_Problem details_
From the listing below, set down exactly the lines between the one holding "filename src/orchestrator.rs" and the one holding "the current issue", inclusive. No other line is wanted.

_Working data_
········
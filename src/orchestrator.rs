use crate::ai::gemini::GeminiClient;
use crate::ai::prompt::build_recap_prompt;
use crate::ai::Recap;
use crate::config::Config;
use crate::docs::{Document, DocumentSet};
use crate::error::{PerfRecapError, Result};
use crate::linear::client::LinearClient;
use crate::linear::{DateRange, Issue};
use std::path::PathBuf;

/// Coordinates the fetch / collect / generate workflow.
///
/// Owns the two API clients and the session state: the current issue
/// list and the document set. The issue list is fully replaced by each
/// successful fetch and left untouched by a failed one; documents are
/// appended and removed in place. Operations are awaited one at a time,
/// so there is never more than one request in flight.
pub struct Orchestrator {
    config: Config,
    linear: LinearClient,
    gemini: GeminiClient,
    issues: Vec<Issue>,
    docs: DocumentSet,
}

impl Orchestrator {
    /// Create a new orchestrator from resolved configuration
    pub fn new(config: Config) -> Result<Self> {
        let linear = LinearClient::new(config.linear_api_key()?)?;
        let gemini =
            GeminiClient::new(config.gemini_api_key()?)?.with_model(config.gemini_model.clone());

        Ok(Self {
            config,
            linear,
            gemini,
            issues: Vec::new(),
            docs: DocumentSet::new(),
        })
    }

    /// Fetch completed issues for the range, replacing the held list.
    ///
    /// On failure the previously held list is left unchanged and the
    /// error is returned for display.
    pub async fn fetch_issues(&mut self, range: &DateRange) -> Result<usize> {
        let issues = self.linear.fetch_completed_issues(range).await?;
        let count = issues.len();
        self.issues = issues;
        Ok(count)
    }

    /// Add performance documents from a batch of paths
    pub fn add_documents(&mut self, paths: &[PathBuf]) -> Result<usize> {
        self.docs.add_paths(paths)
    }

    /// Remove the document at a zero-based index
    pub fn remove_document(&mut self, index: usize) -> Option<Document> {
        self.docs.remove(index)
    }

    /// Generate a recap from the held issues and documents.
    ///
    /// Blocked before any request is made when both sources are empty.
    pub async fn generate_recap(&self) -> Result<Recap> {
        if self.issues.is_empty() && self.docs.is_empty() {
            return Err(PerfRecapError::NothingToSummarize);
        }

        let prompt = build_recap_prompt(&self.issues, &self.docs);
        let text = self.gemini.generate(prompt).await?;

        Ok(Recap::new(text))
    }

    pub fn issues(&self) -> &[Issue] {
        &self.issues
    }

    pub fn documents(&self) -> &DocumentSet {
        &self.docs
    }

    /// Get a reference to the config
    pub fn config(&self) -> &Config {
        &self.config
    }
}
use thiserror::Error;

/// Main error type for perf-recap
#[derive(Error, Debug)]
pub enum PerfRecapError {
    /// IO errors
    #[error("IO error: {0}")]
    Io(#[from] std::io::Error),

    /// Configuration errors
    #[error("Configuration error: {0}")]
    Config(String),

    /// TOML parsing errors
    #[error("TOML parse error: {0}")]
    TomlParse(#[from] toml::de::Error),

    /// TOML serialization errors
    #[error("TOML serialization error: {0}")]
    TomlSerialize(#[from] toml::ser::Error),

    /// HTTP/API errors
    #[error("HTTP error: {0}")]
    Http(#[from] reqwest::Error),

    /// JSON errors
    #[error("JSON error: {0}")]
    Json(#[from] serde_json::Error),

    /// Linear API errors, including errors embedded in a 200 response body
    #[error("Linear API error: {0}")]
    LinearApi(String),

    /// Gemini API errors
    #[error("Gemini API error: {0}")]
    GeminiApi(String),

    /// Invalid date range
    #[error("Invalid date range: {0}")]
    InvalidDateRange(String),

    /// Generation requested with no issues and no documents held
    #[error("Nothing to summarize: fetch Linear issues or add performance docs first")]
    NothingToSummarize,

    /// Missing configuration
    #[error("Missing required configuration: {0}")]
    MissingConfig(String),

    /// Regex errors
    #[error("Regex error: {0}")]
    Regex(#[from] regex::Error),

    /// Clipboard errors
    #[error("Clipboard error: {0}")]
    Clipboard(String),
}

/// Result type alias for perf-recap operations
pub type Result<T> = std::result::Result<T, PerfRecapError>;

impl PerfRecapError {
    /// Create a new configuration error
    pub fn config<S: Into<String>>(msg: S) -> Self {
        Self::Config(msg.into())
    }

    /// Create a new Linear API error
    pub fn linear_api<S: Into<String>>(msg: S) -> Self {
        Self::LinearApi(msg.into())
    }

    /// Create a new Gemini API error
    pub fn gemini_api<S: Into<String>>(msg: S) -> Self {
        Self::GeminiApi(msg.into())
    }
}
········
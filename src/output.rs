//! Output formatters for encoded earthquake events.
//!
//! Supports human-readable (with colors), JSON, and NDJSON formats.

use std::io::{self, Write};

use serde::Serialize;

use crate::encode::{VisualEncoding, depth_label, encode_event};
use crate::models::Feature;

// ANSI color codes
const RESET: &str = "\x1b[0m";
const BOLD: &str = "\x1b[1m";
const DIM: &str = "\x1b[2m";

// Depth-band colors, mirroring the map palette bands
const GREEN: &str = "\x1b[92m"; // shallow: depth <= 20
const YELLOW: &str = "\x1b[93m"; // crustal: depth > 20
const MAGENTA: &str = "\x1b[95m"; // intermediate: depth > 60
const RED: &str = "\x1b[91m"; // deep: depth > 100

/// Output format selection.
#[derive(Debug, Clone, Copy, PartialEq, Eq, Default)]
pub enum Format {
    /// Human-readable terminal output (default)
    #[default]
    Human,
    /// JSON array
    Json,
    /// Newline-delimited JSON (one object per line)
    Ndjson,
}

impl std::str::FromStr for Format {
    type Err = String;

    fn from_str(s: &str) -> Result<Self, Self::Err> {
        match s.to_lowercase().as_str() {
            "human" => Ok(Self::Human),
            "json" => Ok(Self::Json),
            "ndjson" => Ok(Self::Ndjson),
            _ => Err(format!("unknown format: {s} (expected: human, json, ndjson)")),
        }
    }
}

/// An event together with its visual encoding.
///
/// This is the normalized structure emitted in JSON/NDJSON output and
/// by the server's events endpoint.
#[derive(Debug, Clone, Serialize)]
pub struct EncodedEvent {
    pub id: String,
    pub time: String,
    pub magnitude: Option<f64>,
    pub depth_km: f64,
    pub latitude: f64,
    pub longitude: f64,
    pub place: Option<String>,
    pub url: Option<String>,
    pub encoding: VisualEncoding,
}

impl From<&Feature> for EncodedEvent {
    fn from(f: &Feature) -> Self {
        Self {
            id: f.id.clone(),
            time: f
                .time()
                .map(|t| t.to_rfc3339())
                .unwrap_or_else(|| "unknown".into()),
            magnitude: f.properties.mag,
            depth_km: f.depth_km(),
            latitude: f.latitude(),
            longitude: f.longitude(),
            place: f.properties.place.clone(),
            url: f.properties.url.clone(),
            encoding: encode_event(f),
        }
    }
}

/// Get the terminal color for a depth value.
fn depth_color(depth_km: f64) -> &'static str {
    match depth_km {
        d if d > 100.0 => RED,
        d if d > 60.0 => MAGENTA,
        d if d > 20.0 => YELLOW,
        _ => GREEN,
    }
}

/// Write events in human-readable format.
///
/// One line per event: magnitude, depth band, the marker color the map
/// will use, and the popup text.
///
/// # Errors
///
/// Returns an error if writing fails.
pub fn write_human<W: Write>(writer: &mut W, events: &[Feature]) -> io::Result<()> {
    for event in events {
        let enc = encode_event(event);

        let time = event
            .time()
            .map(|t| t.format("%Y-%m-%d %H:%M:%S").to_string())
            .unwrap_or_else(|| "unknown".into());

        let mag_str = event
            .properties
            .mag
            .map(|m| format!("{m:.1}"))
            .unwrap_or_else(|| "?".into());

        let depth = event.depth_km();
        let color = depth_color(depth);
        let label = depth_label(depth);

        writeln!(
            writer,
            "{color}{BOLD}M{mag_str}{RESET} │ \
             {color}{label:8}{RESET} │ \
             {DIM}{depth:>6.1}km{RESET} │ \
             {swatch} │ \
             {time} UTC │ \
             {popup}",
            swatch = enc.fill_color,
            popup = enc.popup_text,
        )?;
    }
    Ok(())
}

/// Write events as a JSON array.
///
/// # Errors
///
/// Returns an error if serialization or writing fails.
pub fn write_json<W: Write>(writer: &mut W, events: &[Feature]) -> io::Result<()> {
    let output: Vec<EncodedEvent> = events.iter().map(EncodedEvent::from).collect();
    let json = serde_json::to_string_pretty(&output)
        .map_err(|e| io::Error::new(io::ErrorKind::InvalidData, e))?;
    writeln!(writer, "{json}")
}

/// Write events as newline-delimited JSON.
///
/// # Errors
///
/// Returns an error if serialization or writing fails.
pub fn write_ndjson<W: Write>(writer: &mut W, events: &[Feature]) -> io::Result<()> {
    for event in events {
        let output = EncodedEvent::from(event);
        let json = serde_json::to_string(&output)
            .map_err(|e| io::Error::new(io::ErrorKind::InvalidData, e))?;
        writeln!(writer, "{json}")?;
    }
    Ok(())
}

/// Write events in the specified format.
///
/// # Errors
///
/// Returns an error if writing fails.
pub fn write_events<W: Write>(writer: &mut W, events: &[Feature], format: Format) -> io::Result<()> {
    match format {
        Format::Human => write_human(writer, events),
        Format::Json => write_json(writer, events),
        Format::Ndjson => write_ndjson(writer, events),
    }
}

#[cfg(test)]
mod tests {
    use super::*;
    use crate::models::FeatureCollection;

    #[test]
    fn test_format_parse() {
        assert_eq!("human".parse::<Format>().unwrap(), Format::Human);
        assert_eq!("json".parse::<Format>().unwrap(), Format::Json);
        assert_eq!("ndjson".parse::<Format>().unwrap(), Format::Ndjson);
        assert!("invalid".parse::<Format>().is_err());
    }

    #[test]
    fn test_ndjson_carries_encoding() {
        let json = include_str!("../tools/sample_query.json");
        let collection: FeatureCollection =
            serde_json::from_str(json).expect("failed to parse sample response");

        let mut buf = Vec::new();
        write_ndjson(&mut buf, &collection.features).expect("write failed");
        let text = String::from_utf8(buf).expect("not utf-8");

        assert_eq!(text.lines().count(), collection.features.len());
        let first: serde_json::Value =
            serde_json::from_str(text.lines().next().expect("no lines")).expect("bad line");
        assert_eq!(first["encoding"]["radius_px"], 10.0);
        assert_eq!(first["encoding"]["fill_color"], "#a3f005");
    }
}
········
_Answer to the exercise_
filename src/orchestrator.rs
use crate::ai::gemini::GeminiClient;
use crate::ai::prompt::build_recap_prompt;
use crate::ai::Recap;
use crate::config::Config;
use crate::docs::{Document, DocumentSet};
use crate::error::{PerfRecapError, Result};
use crate::linear::client::LinearClient;
use crate::linear::{DateRange, Issue};
use std::path::PathBuf;

/// Coordinates the fetch / collect / generate workflow.
///
/// Owns the two API clients and the session state: the current issue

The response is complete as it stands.